The majority of doctors in Northern Ireland say their morale is low or worse, the British Medical Association has warned.
The representative body has also called for Stormont to be reconvened, saying 500 days and counting of no health minister being in post is “too long”.
In January last year, GPs wrote an open letter to Stormont politicians warning that many practices are struggling to recruit and to retain family doctors, urging extra funding urgently.
Sixteen months later, the chairman of the British Medical Association (BMA) in Northern Ireland will tell the organisation’s annual conference that the current situation needs to change to prevent doctors leaving.
Speaking at the conference, which is taking place in Brighton this week, John Woods detailed the findings of a recent survey of doctors.
“Seventy per cent of consultants that we surveyed said their morale was either low or worse,” he said.
All of our surveys indicate that our doctors have workloads that prevent them having a proper work-life balance, and 60% of doctors think there are better opportunities to work as a doctor outside of Northern Ireland John Woods, BMA
“Over half felt control over how they work had decreased in the last five years.

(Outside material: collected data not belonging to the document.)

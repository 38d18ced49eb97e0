//! Merging generators into a manifest.
//!
//! Registration order is the precedence order: whoever claims an output path
//! first keeps it. The loader registers built-in file generators, then
//! built-in file servers, then discovered generators in scan order, so a
//! built-in can never be shadowed and a discovered generator never steps on a
//! path that is already taken. Losing registrations are dropped with a debug
//! trace, not an error.

use std::collections::HashSet;

use genmap_core::to_camel_case;
use tracing::debug;

use crate::{
    builtin::RuntimeImport,
    imports::{Import, ImportSet},
    manifest::{GeneratorRef, ListKind, Manifest},
};

/// Builds a [`Manifest`] for a single load.
///
/// # Example
///
/// ```
/// use genmap_loader::{Composer, ListKind};
///
/// let mut composer = Composer::new(Vec::new());
/// assert!(composer.register(ListKind::DirGenerators, "github.com/acme/app/generator/a", "bud/internal/x"));
/// assert!(!composer.register(ListKind::DirServers, "github.com/acme/app/generator/b", "bud/internal/x"));
///
/// let manifest = composer.finish();
/// assert_eq!(manifest.len(), 1);
/// ```
#[derive(Debug)]
pub struct Composer {
    manifest: Manifest,
    /// Output paths already owned by a registered entry
    claimed: HashSet<String>,
    imports: ImportSet,
    runtime: Vec<RuntimeImport>,
}

impl Composer {
    /// Create a composer that appends `runtime` imports when finished.
    ///
    /// Runtime aliases are reserved up front so that no generator import can
    /// take them.
    pub fn new(runtime: Vec<RuntimeImport>) -> Self {
        let mut imports = ImportSet::new();
        for import in &runtime {
            imports.reserve(import.name);
        }
        Self {
            manifest: Manifest::default(),
            claimed: HashSet::new(),
            imports,
            runtime,
        }
    }

    /// Register a generator under `path`.
    ///
    /// Returns `false` and leaves the manifest untouched when `path` is
    /// already claimed.
    pub fn register(&mut self, kind: ListKind, import: &str, path: &str) -> bool {
        if !self.claimed.insert(path.to_string()) {
            debug!(
                import,
                path,
                list = kind.label(),
                "skipping generator because its output path is already claimed"
            );
            return false;
        }

        let name = self.imports.add(import);
        self.manifest.push(
            kind,
            GeneratorRef {
                camel: to_camel_case(&name),
                import: Import {
                    name,
                    path: import.to_string(),
                },
                path: path.to_string(),
            },
        );
        true
    }

    /// Check if an output path has been claimed.
    pub fn is_claimed(&self, path: &str) -> bool {
        self.claimed.contains(path)
    }

    /// Add the runtime imports and return the finished manifest.
    pub fn finish(mut self) -> Manifest {
        for import in &self.runtime {
            self.imports.add_named(import.name, &import.path);
        }
        self.manifest.set_imports(self.imports.list());
        self.manifest
    }
}

#[cfg(test)]
mod tests {
    use super::*;

    fn runtime() -> Vec<RuntimeImport> {
        vec![
            RuntimeImport {
                name: "fs",
                path: "io/fs".to_string(),
            },
            RuntimeImport {
                name: "log",
                path: "github.com/livebud/bud/package/log".to_string(),
            },
        ]
    }

    #[test]
    fn test_first_registration_wins() {
        let mut composer = Composer::new(Vec::new());
        assert!(composer.register(ListKind::FileGenerators, "a.com/builtin/web", "bud/web.go"));
        assert!(!composer.register(ListKind::DirGenerators, "a.com/app/web", "bud/web.go"));
        assert!(composer.is_claimed("bud/web.go"));

        let manifest = composer.finish();
        assert_eq!(manifest.file_generators().len(), 1);
        assert!(manifest.dir_generators().is_empty());
        assert_eq!(manifest.file_generators()[0].import.path, "a.com/builtin/web");
        // The losing import was never allocated an alias
        assert_eq!(manifest.imports().len(), 1);
    }

    #[test]
    fn test_same_import_shares_alias_across_lists() {
        let mut composer = Composer::new(Vec::new());
        composer.register(ListKind::DirGenerators, "a.com/app/generator/db", "bud/internal/db");
        composer.register(ListKind::DirGenerators, "a.com/app/generator/db", "bud/pkg/db");
        composer.register(ListKind::DirServers, "a.com/app/generator/db", "bud/internal/dbx");

        let manifest = composer.finish();
        let names: Vec<_> = manifest.entries().map(|(_, e)| e.import.name.as_str()).collect();
        assert_eq!(names, vec!["db", "db", "db"]);
        assert_eq!(manifest.imports().len(), 1);
    }

    #[test]
    fn test_runtime_imports_come_last_and_keep_their_alias() {
        let mut composer = Composer::new(runtime());
        composer.register(ListKind::DirGenerators, "a.com/app/generator/log", "bud/internal/log");

        let manifest = composer.finish();
        let imports: Vec<_> = manifest
            .imports()
            .iter()
            .map(|i| (i.name.as_str(), i.path.as_str()))
            .collect();
        assert_eq!(
            imports,
            vec![
                ("log1", "a.com/app/generator/log"),
                ("fs", "io/fs"),
                ("log", "github.com/livebud/bud/package/log"),
            ]
        );
        assert_eq!(manifest.dir_generators()[0].camel, "log1");
    }

    #[test]
    fn test_camel_name() {
        let mut composer = Composer::new(Vec::new());
        composer.register(ListKind::DirGenerators, "a.com/app/generator/site_map", "bud/internal/site_map");

        let manifest = composer.finish();
        assert_eq!(manifest.dir_generators()[0].import.name, "site_map");
        assert_eq!(manifest.dir_generators()[0].camel, "siteMap");
    }
}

“Forty-three percent of junior doctors said there were long-term gaps in their rotas, meaning they were under pressure to work additional hours.
“All of our surveys indicate that our doctors have workloads that prevent them having a proper work-life balance, and 60% of doctors think there are better opportunities to work as a doctor outside of Northern Ireland.”

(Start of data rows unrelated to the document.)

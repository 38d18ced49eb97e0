use std::path::PathBuf;

use clap::Args;
use eyre::Result;

use super::UnwrapOrExit;
use crate::{
    ops,
    reports::{Report, TerminalOutput},
};

#[derive(Args)]
pub struct LsCommand {
    /// Directory to list, relative to the project
    #[arg(default_value = ".")]
    pub path: String,

    /// Project directory (defaults to the current directory)
    #[arg(short = 'C', long = "dir", default_value = ".")]
    pub dir: PathBuf,
}

impl LsCommand {
    pub fn run(&self) -> Result<()> {
        let project = ops::Project::open(&self.dir).unwrap_or_exit();
        // Refuse to list a project whose generators don't load
        let manifest = project.load().unwrap_or_exit();

        let report = ops::ls(&project, &manifest, &self.path)?;
        report.render(&mut TerminalOutput::new());

        Ok(())
    }
}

The BMA’s Annual Representative Meeting debates policy and issues faced by the medical profession.
A Department of Health spokesman said it noted the findings of the survey, and “looks forward to working with the BMA and others to implement the health and social care workforce strategy”.

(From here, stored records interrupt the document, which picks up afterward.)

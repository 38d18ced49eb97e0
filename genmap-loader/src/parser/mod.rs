//! Structural description of source packages.
//!
//! The loader only needs to know which named types a package declares and
//! which methods those types carry. [`PackageParser`] is the seam; [`GoParser`]
//! is the implementation used for Go generator packages.

mod go;

use std::collections::{BTreeMap, BTreeSet};

use miette::Diagnostic;
use thiserror::Error;

use crate::tree::SourceTree;

pub use go::{GoParser, is_source_file};

/// Parses a directory of a [`SourceTree`] into a [`Package`].
pub trait PackageParser {
    /// Parse the package whose files live directly inside `dir`.
    fn parse(&self, tree: &dyn SourceTree, dir: &str) -> Result<Package, ParseError>;
}

/// Why a package could not be parsed.
#[derive(Debug, Error, Diagnostic)]
pub enum ParseError {
    #[error("unable to read '{path}': {source}")]
    Read {
        path: String,
        #[source]
        source: std::io::Error,
    },

    #[error("no source files in '{dir}'")]
    NoSourceFiles { dir: String },

    #[error("unable to load the Go grammar: {message}")]
    Grammar { message: String },

    #[error("{path}: parser gave up before the end of the file")]
    Incomplete { path: String },

    #[error("{path}:{line}:{column}: {what}")]
    Syntax {
        path: String,
        line: usize,
        column: usize,
        what: String,
    },

    #[error("{path}: expected 'package' clause")]
    MissingPackage { path: String },

    #[error("found packages {first} ({first_path}) and {second} ({second_path})")]
    PackageMismatch {
        first: String,
        first_path: String,
        second: String,
        second_path: String,
    },
}

/// The kind of a named type declaration.
#[derive(Debug, Clone, Copy, PartialEq, Eq)]
pub enum TypeKind {
    /// `type X struct { ... }`
    Struct,
    /// Any other named type.
    Other,
}

/// A named type and the methods declared on it.
#[derive(Debug, Clone, PartialEq, Eq)]
pub struct TypeDecl {
    name: String,
    kind: TypeKind,
    methods: BTreeSet<String>,
}

impl TypeDecl {
    /// Create a declaration with no methods.
    pub fn new(name: impl Into<String>, kind: TypeKind) -> Self {
        Self {
            name: name.into(),
            kind,
            methods: BTreeSet::new(),
        }
    }

    /// Add a method, returning the declaration.
    pub fn with_method(mut self, name: impl Into<String>) -> Self {
        self.methods.insert(name.into());
        self
    }

    pub fn name(&self) -> &str {
        &self.name
    }

    pub fn kind(&self) -> TypeKind {
        self.kind
    }

    pub fn is_struct(&self) -> bool {
        self.kind == TypeKind::Struct
    }

    /// Check if the type declares a method with this exact name.
    pub fn has_method(&self, name: &str) -> bool {
        self.methods.contains(name)
    }

    /// Method names in lexicographic order.
    pub fn methods(&self) -> impl Iterator<Item = &str> {
        self.methods.iter().map(String::as_str)
    }
}

/// A parsed package: its name and the types it declares.
#[derive(Debug, Clone, PartialEq, Eq)]
pub struct Package {
    name: String,
    dir: String,
    types: BTreeMap<String, TypeDecl>,
}

impl Package {
    /// Create an empty package.
    pub fn new(name: impl Into<String>, dir: impl Into<String>) -> Self {
        Self {
            name: name.into(),
            dir: dir.into(),
            types: BTreeMap::new(),
        }
    }

    /// Add a type, returning the package.
    pub fn with_type(mut self, decl: TypeDecl) -> Self {
        self.types.insert(decl.name.clone(), decl);
        self
    }

    pub fn name(&self) -> &str {
        &self.name
    }

    pub fn dir(&self) -> &str {
        &self.dir
    }

    /// Look up a named type declared in the package.
    pub fn find_type(&self, name: &str) -> Option<&TypeDecl> {
        self.types.get(name)
    }

    /// Types in lexicographic order.
    pub fn types(&self) -> impl Iterator<Item = &TypeDecl> {
        self.types.values()
    }
}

He said: “The aim of the strategy is that by 2026 we meet our workforce needs and the needs of our workforce.
“We need the right number of staff, sustainably funded, with the proper mix of skills, and excellent training and development provision.
“If we achieve this, we will address the recruitment and retention problems which affect the system, and which lead to pressure on the service and to use of expensive agency and locum workers.”